Non fa nulla, vuol dire che ti invito io.- Poi vedendo Gigi farsi scuro, aggiunse - a casa mia. Bene, io vado. Tu, penso che avrai ancora da fare…-

-

Lavoro ancora un po’, finchè la luce è buona poi deposito tutto lì sopra – e accenno al monastero – e vado a casa a fare colazione .A stasera allora Amelia.- e la baciò lievemente sulle labbra.

-

A stasera.- rispose ella compiaciuta.

Gigi quando tornò a casa, si preparò una colazione frugale: pane, tonno in scatola e succo di frutta, quindi si buttò sul letto e ripensò a quello che gli era accaduto. Lo pensava come un sogno. Un sogno forse fatto ad occhi aperti. Ma il profumo di lei, sulla sua maglietta, gli confermava che era stata una realtà quella che aveva fortunatamente vissuto.
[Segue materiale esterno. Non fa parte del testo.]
// 🧹 Category Line Parsing - one normalization path for both category shapes
//
// API responses carry categories either as numbered-line text
// ("1. Foo\n2. Bar") or as arrays of {content, sources}. Everything that
// displays, counts, or exports a category goes through this module.

use crate::record::{CategoryField, CategoryItem};
use once_cell::sync::Lazy;
use regex::Regex;
use serde::Serialize;
use serde_json::Value;
use tracing::debug;

static NUMBERING_PREFIX: Lazy<Regex> =
    Lazy::new(|| Regex::new(r"^\d+\.\s*").expect("numbering prefix pattern is valid"));

// ============================================================================
// DISPLAY LINE
// ============================================================================

/// One display line of a category, with its source link when known
#[derive(Debug, Clone, Copy, PartialEq, Eq, Serialize)]
pub struct CategoryLine<'a> {
    pub text: &'a str,
    #[serde(skip_serializing_if = "Option::is_none")]
    pub source: Option<&'a str>,
}

// ============================================================================
// PARSING
// ============================================================================

/// Strip a leading "12. " numbering prefix and surrounding whitespace
pub fn strip_numbering(line: &str) -> &str {
    let trimmed = line.trim();
    match NUMBERING_PREFIX.find(trimmed) {
        Some(m) => trimmed[m.end()..].trim(),
        None => trimmed,
    }
}

/// Split numbered-line text into clean lines.
///
/// Blank lines, and lines that are only a numbering prefix ("2. "), are
/// dropped.
pub fn parse_numbered_lines(text: &str) -> Vec<String> {
    text.lines()
        .map(strip_numbering)
        .filter(|line| !line.is_empty())
        .map(str::to_string)
        .collect()
}

/// Normalize a raw JSON category value into the canonical field.
///
/// Strings become `Lines`, arrays become `Items`. Any other shape is
/// unsupported and yields an empty field.
pub fn normalize_value(value: &Value) -> CategoryField {
    match value {
        Value::Null => CategoryField::default(),
        Value::String(text) => CategoryField::from_text(text),
        Value::Array(elements) => {
            CategoryField::from_items(elements.iter().filter_map(item_from_value).collect())
        }
        other => {
            debug!(shape = %shape_name(other), "skipping unsupported category shape");
            CategoryField::default()
        }
    }
}

fn item_from_value(value: &Value) -> Option<CategoryItem> {
    match value {
        Value::String(text) => Some(CategoryItem::new(strip_numbering(text), "")),
        Value::Object(map) => {
            let content = map.get("content").and_then(Value::as_str)?;
            let source = map
                .get("sources")
                .or_else(|| map.get("source"))
                .map(source_text)
                .unwrap_or_default();
            Some(CategoryItem::new(content.trim(), source))
        }
        other => {
            debug!(shape = %shape_name(other), "skipping unsupported category item");
            None
        }
    }
}

// "sources" is a string on most endpoints, a list of URLs on a few
fn source_text(value: &Value) -> String {
    match value {
        Value::String(s) => s.trim().to_string(),
        Value::Array(urls) => urls
            .iter()
            .filter_map(Value::as_str)
            .map(str::trim)
            .filter(|s| !s.is_empty())
            .collect::<Vec<_>>()
            .join(", "),
        _ => String::new(),
    }
}

fn shape_name(value: &Value) -> &'static str {
    match value {
        Value::Null => "null",
        Value::Bool(_) => "bool",
        Value::Number(_) => "number",
        Value::String(_) => "string",
        Value::Array(_) => "array",
        Value::Object(_) => "object",
    }
}

/// Display lines of a field, in order, never blank
pub fn display_lines(field: &CategoryField) -> Vec<CategoryLine<'_>> {
    match field {
        CategoryField::Lines(lines) => lines
            .iter()
            .map(|line| line.trim())
            .filter(|line| !line.is_empty())
            .map(|text| CategoryLine { text, source: None })
            .collect(),
        CategoryField::Items(items) => items
            .iter()
            .filter(|item| !item.content.trim().is_empty())
            .map(|item| CategoryLine {
                text: item.content.trim(),
                source: Some(item.source.as_str()).filter(|s| !s.is_empty()),
            })
            .collect(),
    }
}

/// Number of display lines in a field
pub fn category_line_count(field: &CategoryField) -> usize {
    display_lines(field).len()
}

#[cfg(test)]
mod tests {
    use super::*;
    use serde_json::json;

    #[test]
    fn test_parse_numbered_lines_strips_prefix_and_blanks() {
        let lines = parse_numbered_lines("1. Card issuance\n2. \n3. API launch");
        assert_eq!(lines, vec!["Card issuance", "API launch"]);
    }

    #[test]
    fn test_parse_handles_whitespace_and_unnumbered_lines() {
        let lines = parse_numbered_lines("\n   \n10.   UPI Lite rollout  \nPlain line\r\n\t\n");
        assert_eq!(lines, vec!["UPI Lite rollout", "Plain line"]);
    }

    #[test]
    fn test_strip_numbering_requires_dot() {
        assert_eq!(strip_numbering("2024 roadmap"), "2024 roadmap");
        assert_eq!(strip_numbering("3.Launch"), "Launch");
        assert_eq!(strip_numbering("v1. beta"), "v1. beta");
    }

    #[test]
    fn test_strip_numbering_removes_only_leading_prefix() {
        assert_eq!(strip_numbering("1. 2. nested"), "2. nested");
        assert_eq!(strip_numbering("  12.\tTokenised deposits"), "Tokenised deposits");
    }

    #[test]
    fn test_normalize_string_value() {
        let field = normalize_value(&json!("1. Alpha\n2. Beta"));
        assert_eq!(field, CategoryField::Lines(vec!["Alpha".into(), "Beta".into()]));
        assert_eq!(category_line_count(&field), 2);
    }

    #[test]
    fn test_normalize_item_array_preserves_order_and_sources() {
        let field = normalize_value(&json!([
            {"content": "Launched BNPL", "sources": "https://a.example"},
            {"content": "   ", "sources": "https://blank.example"},
            {"content": "New KYC flow", "sources": ["https://b.example", "https://c.example"]},
        ]));

        let lines = field.lines();
        assert_eq!(lines.len(), 2);
        assert_eq!(lines[0].text, "Launched BNPL");
        assert_eq!(lines[0].source, Some("https://a.example"));
        assert_eq!(lines[1].text, "New KYC flow");
        assert_eq!(lines[1].source, Some("https://b.example, https://c.example"));
    }

    #[test]
    fn test_empty_shapes_yield_no_lines() {
        for value in [json!(""), json!("  \n \n"), json!([]), json!(null)] {
            assert!(normalize_value(&value).is_empty(), "{:?}", value);
        }
    }

    #[test]
    fn test_unsupported_shapes_are_skipped() {
        assert!(normalize_value(&json!(42)).is_empty());
        assert!(normalize_value(&json!({"content": "x"})).is_empty());

        let field = normalize_value(&json!([7, {"content": "Kept"}, {"no_content": true}]));
        assert_eq!(category_line_count(&field), 1);
    }

    #[test]
    fn test_lines_variant_filters_blank_entries() {
        let field = CategoryField::Lines(vec!["A".into(), "  ".into(), "".into()]);
        assert_eq!(category_line_count(&field), 1);
    }
}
Quando avvenne quel fatto, nella saletta dell’albergo, e credette di aver perso la Bella, egli fu preso da un magone e da una violenta frustrazione. Pensò d’essere l’uomo più sciocco e più sfortunato del globo terracqueo: perché ricevere le attenzioni di una Bella di quella classe e poi, lui stesso, con le proprie mani, alienarsele, era il colmo della bestialità!